Teachers at a Birmingham secondary school which has been stripped of its specialist school status by the Government have celebrated improved A level results.
Michelle Savage, assistant principal of Cockshut Hill Technology College in Yardley, said results had got better over the last three years, with this year's pass rate standing at 91 per cent.
However, it will be the GCSE results next week which will have a big impact on whether the school can retrieve its specialist technology status, which brings in thousands of pounds in extra funding.
The school is appealing against the decision to strip it of its specialist status following a critical Ofsted report.
Ministers decided to act after the school fell into special measures despite benefiting from an annual cash boost of around £100,000 that goes with the status.
It is one of only 44 schools nationally out of 2,174 to have been deselected since the specialist school programme begun in 1994.
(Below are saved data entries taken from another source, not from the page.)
//! Tool execution for one model turn.
//!
//! Recoverable [`ToolError`]s become placeholder results the model can read.
//! `ToolError::Internal` and `ToolError::InvalidSpec` are bugs, not tool
//! outcomes, and abort the completion.

use futures::{StreamExt, TryStreamExt, stream};
use personax_core::error::{Error, ToolError};
use personax_core::message::{Ledger, ToolCallRequest, ToolCallResult};
use personax_core::tool::ToolRegistry;
use std::time::Instant;
use tracing::{debug, warn};

/// Result text for a tool name the registry does not know.
pub fn not_available(name: &str) -> String {
    format!("Tool {name} not available")
}

/// Result text for a tool that failed recoverably.
pub fn execution_failed(name: &str) -> String {
    format!("Error executing tool {name}")
}

async fn execute_one(tools: &ToolRegistry, request: &ToolCallRequest) -> Result<ToolCallResult, Error> {
    let start = Instant::now();
    let outcome = tools.execute(request).await;
    let duration_ms = start.elapsed().as_millis() as u64;

    let content = match outcome {
        Ok(output) => {
            debug!(tool = %request.function_name, call_id = %request.call_id, duration_ms, "Tool executed");
            output.into_content()
        }
        Err(ToolError::NotFound(name)) => {
            warn!(tool = %name, "Model requested an unknown tool");
            not_available(&name).into()
        }
        Err(e) if e.is_recoverable() => {
            warn!(tool = %request.function_name, error = %e, duration_ms, "Tool execution failed");
            execution_failed(&request.function_name).into()
        }
        Err(e) => return Err(e.into()),
    };
    Ok(ToolCallResult {
        call_id: request.call_id.clone(),
        content,
    })
}

/// Execute a batch of requests, at most `concurrency` at a time.
///
/// Results come back in request order regardless of completion order.
pub async fn execute_tool_calls(
    tools: &ToolRegistry,
    requests: &[ToolCallRequest],
    concurrency: usize,
) -> Result<Vec<ToolCallResult>, Error> {
    let calls: Vec<_> = requests.iter().map(|req| execute_one(tools, req)).collect();
    stream::iter(calls)
        .buffered(concurrency.max(1))
        .try_collect()
        .await
}

/// Execute a batch and append each request followed by its result.
pub async fn run_tool_calls(
    ledger: &mut Ledger,
    tools: &ToolRegistry,
    requests: Vec<ToolCallRequest>,
    concurrency: usize,
) -> Result<(), Error> {
    let results = execute_tool_calls(tools, &requests, concurrency).await?;
    for (request, result) in requests.into_iter().zip(results) {
        ledger.push_tool_request(request)?;
        ledger.push_tool_result(result)?;
    }
    Ok(())
}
Among those celebrating at the college yesterday was 18-year-old Chris Jennings, who gained three A grades in maths, biology and chemistry. He is off to Nottingham University to study biology.
"I was quite surprised, I really thought I had done badly. It was quite hard work but the teachers in the sixth form are really good," he said.
Emma Wall, aged 17, who picked up an A and three Bs at AS level biology, chemistry, maths and physics dismissed suggestions A levels were getting easier, and insisted competition was the driving force behind good results.
She added: "It is not that they are getting easier, it is just that there are more people going to university and they are trying hard to get the A levels they need to get in. People want to work hard so they can get to university."